Thoughts on Microsoft cluster offerings
By joe
- 2 minutes read - 363 wordsI haven’t seen it yet. Eventually when I get more time, I want play with it, but from what I have heard it is not ready for prime time yet. That said, I would like note that the Cygwin tools are really good. I just built LAM-7.1.1 using them. Tried it out and it works quite nicely (at least on this box). A major coup for Microsoft would be if they tossed their existing SFU bit and used Cygwin. What they get right away is lots of codes running natively on windows via Cygwin. Would would be even better is if they spent some programmer group cycles to help make that better (it leverages the windows platform), so that end users can more easily move codes between unix/linux/windows. Think about it. This would lower the barriers to adoption, as you could easily make the case that OS support for a number of things is not an issue. We would look to use Cygwin as a platform for this on windows. For one thing, we could start up an sshd daemon (remote shell login) which curiously solves many problems that the linux/unix world needs.
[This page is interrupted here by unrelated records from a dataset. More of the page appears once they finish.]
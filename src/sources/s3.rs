use async_trait::async_trait;
use tokio::process::Command;

use super::{SourceError, StateSource};

/// State object in S3, fetched through the AWS CLI so the caller's usual
/// credential chain and profile apply.
#[derive(Debug, Clone, PartialEq)]
pub struct S3Source {
    pub bucket: String,
    pub key: String,
}

impl S3Source {
    pub fn parse(url: &str) -> Result<Self, SourceError> {
        let invalid = |message: &str| SourceError::InvalidUrl {
            url: url.to_string(),
            message: message.to_string(),
        };

        let rest = url
            .strip_prefix("s3://")
            .ok_or_else(|| invalid("expected s3:// scheme"))?;
        let (bucket, key) = rest
            .split_once('/')
            .ok_or_else(|| invalid("missing object key"))?;
        if bucket.is_empty() || key.is_empty() {
            return Err(invalid("bucket and key must not be empty"));
        }

        Ok(Self {
            bucket: bucket.to_string(),
            key: key.to_string(),
        })
    }

    pub fn url(&self) -> String {
        format!("s3://{}/{}", self.bucket, self.key)
    }
}

#[async_trait]
impl StateSource for S3Source {
    fn name(&self) -> &str {
        "s3"
    }

    async fn fetch(&self) -> Result<Vec<u8>, SourceError> {
        let url = self.url();
        let output = Command::new("aws")
            .args(["s3", "cp", url.as_str(), "-"])
            .output()
            .await
            .map_err(|e| SourceError::Command(format!("failed to run aws CLI: {}", e)))?;

        if !output.status.success() {
            let stderr = String::from_utf8_lossy(&output.stderr);
            return Err(SourceError::Command(format!(
                "aws s3 cp {} exited with {}: {}",
                url,
                output.status,
                stderr.trim()
            )));
        }

        Ok(output.stdout)
    }
}

#[cfg(test)]
mod tests {
    use super::*;

    #[test]
    fn test_parse_s3_url() {
        let source = S3Source::parse("s3://my-bucket/env/prod/terraform.tfstate").unwrap();
        assert_eq!(source.bucket, "my-bucket");
        assert_eq!(source.key, "env/prod/terraform.tfstate");
        assert_eq!(source.url(), "s3://my-bucket/env/prod/terraform.tfstate");
    }

    #[test]
    fn test_parse_s3_url_missing_key() {
        let err = S3Source::parse("s3://my-bucket").unwrap_err();
        assert_eq!(
            err.to_string(),
            "invalid state URL 's3://my-bucket': missing object key"
        );
        assert!(S3Source::parse("s3://my-bucket/").is_err());
        assert!(S3Source::parse("s3:///key").is_err());
    }
}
If Microsoft hooked that sshd to use the local windows authentication system …. (sound of hints being dropped, hopefully Redmond is listening). All of these things would help to lower the barriers that exist to adopting windows as a computing platform for clusters. Then there are the issues of running virus checkers on every node … There may be ways around that as well. Some more annoying than others. Short version: if you remove all the virus vector entry points, and have all important code run in a least priveledge environment (which should be the norm!!!) then you ought to able to prevent most of the attacks from escaping a single machine. Which is what you want for a cluster. Scan the binary upon entry into the cluster file system, and then run in a minimal priveledge mode. Even run in a nice chroot-like container if possible. Well that’s our free advice for Redmond. If they want more, they are going to have to hire us to consult for them.